Wird Rendsburg ein "Sicherer Hafen"?

Ein Ziel der „Seetember“-Aktion ist laut Organisator Wiegand, dass sich Rendsburg zum „Sicheren Hafen“ erklären möge. Eine entsprechende Initiative hat die Rendsburger SPD für die kommende Ratssitzung am 26. September gestartet. Die Aussichten seien nicht besonders gut, berichtet Andreas Marx aus dem Publikum: „So wie es aussieht, wird es keine Mehrheit dafür im Rendsburger Rat geben“. Das bedauerten die Podiumsgäste ausdrücklich. „Die Auswirkungen für die einzelne Kommune sind sehr gering“, so Schmidt. Kleinewiese machte deutlich, dass es eigentlich kaum eine Alternative gebe: „Die Erklärung zum ‚Sicheren Hafen‘ ist nichts anderes als ein Beleg für unsere Haltung und ein deutliches Zeichen dafür, dass wir unsere christlichen Werte auch leben“. Ullrich betonte den zweideutigen Aspekt eines Hafens: „In einem Hafen kann ich nicht nur anlegen, ich kann von dort auch ablegen. Und genau das wollen die meisten dieser Menschen mehr als alles andere: Wieder nach Hause, in ein sicheres Zuhause“.

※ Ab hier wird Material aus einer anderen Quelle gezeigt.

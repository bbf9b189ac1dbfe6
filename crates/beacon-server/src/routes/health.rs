// Copyright (c) 2025 Geoffrey Huntley <ghuntley@ghuntley.com>. All rights
// reserved. SPDX-License-Identifier: Proprietary

//! Health check HTTP handler.

use axum::{extract::State, http::StatusCode, response::IntoResponse, Json};
use serde::Serialize;

use crate::api::AppState;

#[derive(Debug, Serialize)]
pub struct HealthResponse {
	pub status: String,
}

/// GET /health - liveness check backed by a database ping.
#[tracing::instrument(skip(state))]
pub async fn health_check(State(state): State<AppState>) -> impl IntoResponse {
	match sqlx::query("SELECT 1").execute(&state.pool).await {
		Ok(_) => (
			StatusCode::OK,
			Json(HealthResponse {
				status: "ok".to_string(),
			}),
		),
		Err(e) => {
			tracing::error!(error = %e, "health check database ping failed");
			(
				StatusCode::SERVICE_UNAVAILABLE,
				Json(HealthResponse {
					status: "unavailable".to_string(),
				}),
			)
		}
	}
}
// Copyright (c) 2025 Geoffrey Huntley <ghuntley@ghuntley.com>. All rights reserved.
// SPDX-License-Identifier: Proprietary

//! Session cookie transport.
//!
//! The core never touches cookies or headers: this module resolves the
//! request's session (creating one when needed) and hands the plain
//! `Session` into the handler implementations.

use axum::http::HeaderMap;
use tracing::instrument;

use beacon_analytics_core::{Session, SessionId};
use beacon_server_analytics::{AnalyticsRepository, Result};
use beacon_server_config::SessionConfig;

/// A resolved session plus whether a fresh cookie must be issued.
pub struct ResolvedSession {
	pub session: Session,
	pub issued: bool,
}

/// Extracts a cookie value from the Cookie header.
fn cookie_value<'a>(headers: &'a HeaderMap, name: &str) -> Option<&'a str> {
	let cookies = headers.get("cookie")?.to_str().ok()?;
	cookies.split(';').find_map(|pair| {
		let (key, value) = pair.trim().split_once('=')?;
		(key == name).then_some(value)
	})
}

/// Extracts the client address and user-agent from request headers.
fn extract_client_info(headers: &HeaderMap) -> (String, String) {
	let ip_address = headers
		.get("x-forwarded-for")
		.and_then(|v| v.to_str().ok())
		.map(|s| s.split(',').next().unwrap_or(s).trim().to_string())
		.or_else(|| {
			headers
				.get("x-real-ip")
				.and_then(|v| v.to_str().ok())
				.map(|s| s.to_string())
		})
		.unwrap_or_else(|| "unknown".to_string());

	let user_agent = headers
		.get("user-agent")
		.and_then(|v| v.to_str().ok())
		.unwrap_or_default()
		.to_string();

	(ip_address, user_agent)
}

/// Resolves the request's session, creating and persisting one if the cookie
/// is absent or unknown.
///
/// A well-formed cookie id that is not in the store is reused for the new
/// session so the client's cookie stays stable.
#[instrument(skip(repo, config, headers))]
pub async fn resolve_session<R: AnalyticsRepository>(
	repo: &R,
	config: &SessionConfig,
	headers: &HeaderMap,
) -> Result<ResolvedSession> {
	let cookie_id = cookie_value(headers, &config.cookie_name)
		.and_then(|value| value.parse::<SessionId>().ok());

	if let Some(id) = &cookie_id {
		if let Some(session) = repo.find_session(id).await? {
			return Ok(ResolvedSession {
				session,
				issued: false,
			});
		}
	}

	let (ip_address, user_agent) = extract_client_info(headers);
	let session = match cookie_id {
		Some(id) => Session::with_id(id, ip_address, user_agent),
		None => Session::new(ip_address, user_agent),
	};
	repo.create_session(&session).await?;

	tracing::debug!(session_id = %session.id, "created new session");
	Ok(ResolvedSession {
		session,
		issued: true,
	})
}

/// Builds the Set-Cookie value for a session.
pub fn session_cookie(config: &SessionConfig, id: &SessionId) -> String {
	let max_age = u64::from(config.cookie_max_age_days) * 24 * 60 * 60;
	format!(
		"{}={}; Max-Age={}; Path=/; HttpOnly; SameSite=Lax",
		config.cookie_name, id, max_age
	)
}

#[cfg(test)]
mod tests {
	use super::*;
	use axum::http::HeaderValue;
	use beacon_server_analytics::testing::create_analytics_test_pool;
	use beacon_server_analytics::SqliteAnalyticsRepository;

	fn headers_with_cookie(value: &str) -> HeaderMap {
		let mut headers = HeaderMap::new();
		headers.insert("cookie", HeaderValue::from_str(value).unwrap());
		headers
	}

	#[test]
	fn test_cookie_value_parsing() {
		let headers = headers_with_cookie("theme=dark; session_id=abc123; lang=en");
		assert_eq!(cookie_value(&headers, "session_id"), Some("abc123"));
		assert_eq!(cookie_value(&headers, "theme"), Some("dark"));
		assert_eq!(cookie_value(&headers, "missing"), None);
	}

	#[test]
	fn test_cookie_value_absent_header() {
		assert_eq!(cookie_value(&HeaderMap::new(), "session_id"), None);
	}

	#[test]
	fn test_extract_client_info_prefers_forwarded_for() {
		let mut headers = HeaderMap::new();
		headers.insert("x-forwarded-for", HeaderValue::from_static("10.0.0.1, 10.0.0.2"));
		headers.insert("x-real-ip", HeaderValue::from_static("10.0.0.9"));
		headers.insert("user-agent", HeaderValue::from_static("test-agent"));

		let (ip, ua) = extract_client_info(&headers);
		assert_eq!(ip, "10.0.0.1");
		assert_eq!(ua, "test-agent");
	}

	#[test]
	fn test_extract_client_info_defaults() {
		let (ip, ua) = extract_client_info(&HeaderMap::new());
		assert_eq!(ip, "unknown");
		assert_eq!(ua, "");
	}

	#[test]
	fn test_session_cookie_format() {
		let config = SessionConfig::default();
		let id = SessionId::new();
		let cookie = session_cookie(&config, &id);
		assert!(cookie.starts_with(&format!("session_id={id}; Max-Age=2592000")));
		assert!(cookie.contains("HttpOnly"));
	}

	#[tokio::test]
	async fn test_resolve_session_creates_and_reuses() {
		let repo = SqliteAnalyticsRepository::new(create_analytics_test_pool().await);
		let config = SessionConfig::default();

		let resolved = resolve_session(&repo, &config, &HeaderMap::new())
			.await
			.unwrap();
		assert!(resolved.issued);

		let cookie = format!("session_id={}", resolved.session.id);
		let again = resolve_session(&repo, &config, &headers_with_cookie(&cookie))
			.await
			.unwrap();
		assert!(!again.issued);
		assert_eq!(again.session.id, resolved.session.id);
	}

	#[tokio::test]
	async fn test_resolve_session_reuses_unknown_wellformed_cookie_id() {
		let repo = SqliteAnalyticsRepository::new(create_analytics_test_pool().await);
		let config = SessionConfig::default();

		let id = SessionId::new();
		let cookie = format!("session_id={id}");
		let resolved = resolve_session(&repo, &config, &headers_with_cookie(&cookie))
			.await
			.unwrap();
		assert!(resolved.issued);
		assert_eq!(resolved.session.id, id);
	}
}
// Copyright (c) 2025 Geoffrey Huntley <ghuntley@ghuntley.com>. All rights reserved.
// SPDX-License-Identifier: Proprietary

//! Background job configuration.

use serde::Deserialize;

const DAY_SECS: u64 = 24 * 60 * 60;

/// Jobs configuration (runtime, fully resolved).
///
/// Aggregation re-reads a whole bucket and accumulates, so each interval must
/// be at least the bucket length; the defaults are exactly that.
#[derive(Debug, Clone)]
pub struct JobsConfig {
	pub aggregation_enabled: bool,
	pub daily_aggregation_interval_secs: u64,
	pub weekly_aggregation_interval_secs: u64,
	pub monthly_aggregation_interval_secs: u64,
}

impl Default for JobsConfig {
	fn default() -> Self {
		Self {
			aggregation_enabled: true,
			daily_aggregation_interval_secs: DAY_SECS,
			weekly_aggregation_interval_secs: 7 * DAY_SECS,
			monthly_aggregation_interval_secs: 30 * DAY_SECS,
		}
	}
}

/// Jobs configuration layer (partial, for merging).
#[derive(Debug, Clone, Default, Deserialize)]
pub struct JobsConfigLayer {
	#[serde(default)]
	pub aggregation_enabled: Option<bool>,
	#[serde(default)]
	pub daily_aggregation_interval_secs: Option<u64>,
	#[serde(default)]
	pub weekly_aggregation_interval_secs: Option<u64>,
	#[serde(default)]
	pub monthly_aggregation_interval_secs: Option<u64>,
}

impl JobsConfigLayer {
	pub fn merge(&mut self, other: JobsConfigLayer) {
		if other.aggregation_enabled.is_some() {
			self.aggregation_enabled = other.aggregation_enabled;
		}
		if other.daily_aggregation_interval_secs.is_some() {
			self.daily_aggregation_interval_secs = other.daily_aggregation_interval_secs;
		}
		if other.weekly_aggregation_interval_secs.is_some() {
			self.weekly_aggregation_interval_secs = other.weekly_aggregation_interval_secs;
		}
		if other.monthly_aggregation_interval_secs.is_some() {
			self.monthly_aggregation_interval_secs = other.monthly_aggregation_interval_secs;
		}
	}

	pub fn finalize(self) -> JobsConfig {
		let defaults = JobsConfig::default();
		JobsConfig {
			aggregation_enabled: self
				.aggregation_enabled
				.unwrap_or(defaults.aggregation_enabled),
			daily_aggregation_interval_secs: self
				.daily_aggregation_interval_secs
				.unwrap_or(defaults.daily_aggregation_interval_secs),
			weekly_aggregation_interval_secs: self
				.weekly_aggregation_interval_secs
				.unwrap_or(defaults.weekly_aggregation_interval_secs),
			monthly_aggregation_interval_secs: self
				.monthly_aggregation_interval_secs
				.unwrap_or(defaults.monthly_aggregation_interval_secs),
		}
	}
}

#[cfg(test)]
mod tests {
	use super::*;

	#[test]
	fn test_defaults_match_bucket_lengths() {
		let config = JobsConfigLayer::default().finalize();
		assert!(config.aggregation_enabled);
		assert_eq!(config.daily_aggregation_interval_secs, DAY_SECS);
		assert_eq!(config.weekly_aggregation_interval_secs, 7 * DAY_SECS);
		assert_eq!(config.monthly_aggregation_interval_secs, 30 * DAY_SECS);
	}

	#[test]
	fn test_disable_aggregation() {
		let layer = JobsConfigLayer {
			aggregation_enabled: Some(false),
			..Default::default()
		};
		assert!(!layer.finalize().aggregation_enabled);
	}
}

Auf die Frage, wie man Menschen begegnen solle, die Ängste im Zusammenhang mit dem Thema äußern, offenbarte Jochims, dass sie mit denen, die Ängste nur vorschieben, um ihren Fremdenhass zu kaschieren, nicht mehr ins Gespräch ginge. Dem hielt Ullrich entgegen: „Wir müssen uns diesen Menschen und auch den dahinterliegenden Themen stellen, mit Fakten und ausgesuchter Freundlichkeit“. Zur Frage ob an dem häufig geäußerten Vorwurf der ‚Schlepperbande Seenotretter‘ etwas dran sei, waren sich alle einig: „Es gibt keinen Zusammenhang zwischen der Anzahl der Boote im Mittelmeer und der Zahl der Menschen, die sich auf den Weg machen“, zitierte Jochims aus Studien zum Thema. Für Ullrich ist diese Frage nur eines: „Zynisch! Die Treiber sind Krieg, Not und Hunger. Niemand macht sich auf den gefährlichen Weg, weil er möglicherweise einem Seenotretter begegnen könnte“. Zum Ende durften die vier Gäste noch einen Wunsch äußern und waren sich dabei sehr einig: „Rendsburg möge sich zum Sicheren Hafen erklären“.